Breitling Navitimer Quartz Chrono BT-177 ideas

As this exhibition of historic importance enters its final days (some venues close today, while others remain open into 2011), now seems an appropriate time to highlight some of its most indelible moments, artists and exhibitions.

Didier Pasquette's tightrope walk. Pasquette's performance, an attempt to "draw a line in the sky" with his body instead of with a brush or a pencil, was the perfect launch to an exhibition that tried at nearly every turn to draw out powerful emotional reactions from viewers. The spectacle was a powerful declaration of two Breitling Navitimer Quartz Chrono BT-177 ideas at once: that our traditional definition of "art" is far too buttoned-up and constricted; and that good art in any form, whether it's on a tightrope or on a gallery wall, is capable of inspiring genuine awe.

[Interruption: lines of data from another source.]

pub mod extractors;
pub mod middleware;
pub mod password;
pub mod token;

use serde::{Deserialize, Serialize};

pub use extractors::AuthenticatedUser;
pub use middleware::AuthMiddleware;
pub use password::{hash_password, verify_password};
pub use token::{Claims, TokenService};

/// Represents the payload for a token request.
///
/// Both fields must be present; empty values are left to the credential check.
#[derive(Debug, Serialize, Deserialize)]
pub struct LoginRequest {
    pub email: String,
    pub password: String,
}

/// Response returned after successful authentication.
#[derive(Debug, Serialize, Deserialize)]
pub struct TokenResponse {
    /// The signed bearer token.
    pub access_token: String,
}

#[cfg(test)]
mod tests {
    use super::*;

    #[test]
    fn test_login_request_accepts_empty_fields() {
        let login: LoginRequest =
            serde_json::from_value(serde_json::json!({ "email": "", "password": "" })).unwrap();
        assert!(login.email.is_empty());
        assert!(login.password.is_empty());

        let missing = serde_json::json!({ "email": "x@y.com" });
        assert!(serde_json::from_value::<LoginRequest>(missing).is_err());
    }

    #[test]
    fn test_token_response_shape() {
        let json = serde_json::to_value(TokenResponse {
            access_token: "abc".to_string(),
        })
        .unwrap();
        assert_eq!(json, serde_json::json!({ "access_token": "abc" }));
    }
}
use crate::{
    auth::{LoginRequest, TokenResponse, TokenService},
    config::Config,
    error::AppError,
    models::{User, UserInput},
    repositories::UserRepository,
};
use actix_web::{post, web, HttpResponse, Responder};
use validator::Validate;

/// Register a new user
///
/// Hashes the password and stores the user. Responds `201 Created` with no body,
/// `400` for an undecodable body or an empty field, `500` if the email is taken or
/// storage fails.
#[post("")]
pub async fn create_user(
    repo: web::Data<dyn UserRepository>,
    config: web::Data<Config>,
    user_data: web::Json<UserInput>,
) -> Result<impl Responder, AppError> {
    let input = user_data.into_inner();
    input.validate()?;

    let cost = config.bcrypt_cost;
    let user = web::block(move || {
        User::with_cost(&input.name, &input.email, &input.password, cost)
    })
    .await
    .map_err(|e| AppError::Internal(format!("Password hashing was cancelled: {}", e)))??;

    repo.create(&user).await?;
    log::info!("Registered user {}", user.id);

    Ok(HttpResponse::Created().finish())
}

/// Issue an access token
///
/// Exchanges an email and password for a bearer token. Responds `404` for an unknown
/// (or empty) email, `401` for a wrong (or empty) password and `500` if the token
/// cannot be signed.
#[post("/generate_token")]
pub async fn generate_token(
    repo: web::Data<dyn UserRepository>,
    tokens: web::Data<TokenService>,
    login_data: web::Json<LoginRequest>,
) -> Result<impl Responder, AppError> {
    let login = login_data.into_inner();
    let user = repo.find_by_email(&login.email).await?;

    let (user, password_ok) = web::block(move || {
        let ok = user.validate_password(&login.password);
        (user, ok)
    })
    .await
    .map_err(|e| AppError::Internal(format!("Password check was cancelled: {}", e)))?;

    if !password_ok {
        log::warn!("Rejected token request for user {}: wrong password", user.id);
        return Err(AppError::Unauthorized("Invalid credentials".into()));
    }

    let access_token = tokens.issue(&user)?;
    Ok(HttpResponse::Ok().json(TokenResponse { access_token }))
}
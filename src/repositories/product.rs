use async_trait::async_trait;
use sqlx::SqlitePool;
use uuid::Uuid;

use crate::error::AppError;
use crate::models::{Product, SortDirection};

const PRODUCT_COLUMNS: &str = "id, name, price, created_at";

/// Storage operations for products.
#[async_trait]
pub trait ProductRepository: Send + Sync {
    /// Inserts a new product.
    async fn create(&self, product: &Product) -> Result<(), AppError>;

    /// Returns the product with `id`, or `AppError::NotFound`.
    async fn find_by_id(&self, id: Uuid) -> Result<Product, AppError>;

    /// Overwrites every field of an existing product.
    ///
    /// Returns `AppError::NotFound` if no product has `product.id`.
    async fn update(&self, product: &Product) -> Result<(), AppError>;

    /// Removes the product with `id`, or returns `AppError::NotFound`.
    async fn delete(&self, id: Uuid) -> Result<(), AppError>;

    /// Lists products ordered by creation time.
    ///
    /// When either `page` or `limit` is zero the whole table is returned, otherwise at
    /// most `limit` rows starting at `(page - 1) * limit`.
    async fn find_all(
        &self,
        page: u32,
        limit: u32,
        sort: SortDirection,
    ) -> Result<Vec<Product>, AppError>;
}

pub struct SqliteProductRepository {
    pool: SqlitePool,
}

impl SqliteProductRepository {
    pub fn new(pool: SqlitePool) -> Self {
        Self { pool }
    }
}

#[async_trait]
impl ProductRepository for SqliteProductRepository {
    async fn create(&self, product: &Product) -> Result<(), AppError> {
        sqlx::query("INSERT INTO products (id, name, price, created_at) VALUES (?, ?, ?, ?)")
            .bind(product.id)
            .bind(&product.name)
            .bind(product.price)
            .bind(product.created_at)
            .execute(&self.pool)
            .await?;
        Ok(())
    }

    async fn find_by_id(&self, id: Uuid) -> Result<Product, AppError> {
        sqlx::query_as::<_, Product>(&format!(
            "SELECT {} FROM products WHERE id = ?",
            PRODUCT_COLUMNS
        ))
        .bind(id)
        .fetch_optional(&self.pool)
        .await?
        .ok_or_else(|| AppError::NotFound("Product not found".into()))
    }

    async fn update(&self, product: &Product) -> Result<(), AppError> {
        let result =
            sqlx::query("UPDATE products SET name = ?, price = ?, created_at = ? WHERE id = ?")
                .bind(&product.name)
                .bind(product.price)
                .bind(product.created_at)
                .bind(product.id)
                .execute(&self.pool)
                .await?;

        if result.rows_affected() == 0 {
            return Err(AppError::NotFound("Product not found".into()));
        }
        Ok(())
    }

    async fn delete(&self, id: Uuid) -> Result<(), AppError> {
        let result = sqlx::query("DELETE FROM products WHERE id = ?")
            .bind(id)
            .execute(&self.pool)
            .await?;

        if result.rows_affected() == 0 {
            return Err(AppError::NotFound("Product not found".into()));
        }
        Ok(())
    }

    async fn find_all(
        &self,
        page: u32,
        limit: u32,
        sort: SortDirection,
    ) -> Result<Vec<Product>, AppError> {
        let mut sql = format!(
            "SELECT {} FROM products ORDER BY created_at {}",
            PRODUCT_COLUMNS,
            sort.as_sql()
        );

        if page == 0 || limit == 0 {
            return Ok(sqlx::query_as::<_, Product>(&sql)
                .fetch_all(&self.pool)
                .await?);
        }

        sql.push_str(" LIMIT ? OFFSET ?");
        let offset = i64::from(page - 1) * i64::from(limit);
        let products = sqlx::query_as::<_, Product>(&sql)
            .bind(i64::from(limit))
            .bind(offset)
            .fetch_all(&self.pool)
            .await?;

        Ok(products)
    }
}
use actix_web::{get, web, HttpResponse, Responder};
use chrono::Utc;
use serde_json::json;
use sqlx::SqlitePool;

use crate::database;
use crate::error::AppError;

/// Health check endpoint
///
/// Returns the current status of the API and timestamp once the database answers.
#[get("/health")]
pub async fn health(pool: web::Data<SqlitePool>) -> Result<impl Responder, AppError> {
    database::ping(&pool).await?;

    Ok(HttpResponse::Ok().json(json!({
        "status": "ok",
        "timestamp": Utc::now()
    })))
}
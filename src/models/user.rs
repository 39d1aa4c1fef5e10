use serde::{Deserialize, Serialize};
use sqlx::FromRow;
use uuid::Uuid;
use validator::Validate;

use crate::auth::password::{hash_password, verify_password};
use crate::error::AppError;

/// A registered user.
///
/// `password` only ever holds a bcrypt hash and is never serialized.
#[derive(Debug, Clone, Serialize, FromRow)]
pub struct User {
    pub id: Uuid,
    pub name: String,
    pub email: String,
    #[serde(skip_serializing)]
    pub password: String,
}

impl User {
    /// Creates a user, hashing `password` with the given bcrypt cost.
    ///
    /// Fails with `AppError::Validation` if any field is empty.
    pub fn with_cost(name: &str, email: &str, password: &str, cost: u32) -> Result<Self, AppError> {
        UserInput {
            name: name.to_string(),
            email: email.to_string(),
            password: password.to_string(),
        }
        .validate()?;

        Ok(Self {
            id: Uuid::new_v4(),
            name: name.to_string(),
            email: email.to_string(),
            password: hash_password(password, cost)?,
        })
    }

    /// Checks `candidate` against the stored hash.
    pub fn validate_password(&self, candidate: &str) -> bool {
        match verify_password(candidate, &self.password) {
            Ok(matches) => matches,
            Err(e) => {
                log::warn!("Stored password hash for user {} is unusable: {}", self.id, e);
                false
            }
        }
    }
}

/// Request body for registering a user.
#[derive(Debug, Serialize, Deserialize, Validate)]
pub struct UserInput {
    #[validate(length(min = 1, message = "name is required"))]
    pub name: String,
    #[validate(length(min = 1, message = "email is required"))]
    pub email: String,
    #[validate(length(min = 1, message = "password is required"))]
    pub password: String,
}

Bradley McCallum and Jacqueline Tarry's dual exhibitions in Buffalo's City Hall were as perfectly themed and physically positioned as any segment of this show. "The Evidence of Things Not Seen," the duo's display of haunting portraits of people arrested during the 1955 Montgomery, Ala., bus boycotts on the building's Breitling Navitimer Quartz Chrono BT-178 floor, produced in their signature fusion of photography and painting, led ideally into their newer work. That series examined the migration of oppressed blacks from the stifling South to the once-promising industrial cities of the North, turning a critical eye on nostalgia while thoughtfully exploring our city's place in history. It was the perfect work, at the perfect time, in the perfect place. (The exhibition closes today.)

Cleveland artist Randall Tiedman's paintings, onview in the Albright-Knox Art Gallery (1285 Elmwood Ave; through Jan. 16), are a virtuosic fusion of Hudson River Breitling Navitimer Quartz Chrono BT-179 technique and "Blade Runner"-esque dystopia, combined to represent the strange landscapes of decaying Rust Belt cities from Detroit to Syracuse. You can spend long stretches staring into each of Tiedman's intricately rendered paintings and getting lost in his entrancing visual language.

Adam Weekley, a Buffalo painter and sculptor, did not just create artwork for this show. He created an entire mythology based on fairy tales, illustrated by a series of Breitling Navitimer Quartz Chrono BT-214 paintings, installations and one disturbing and visually bewitching sculpture (above) in the Buffalo Arts Studio (2495 Main St.; on view through Jan. 1). His work in the Castellani Art Museum at NiagaraUniversity (on view through Feb. 20) is no less engaging, and it works exceedingly well alongside similarly unsettling work by David Mitchell and Elizabeth Gemperlein.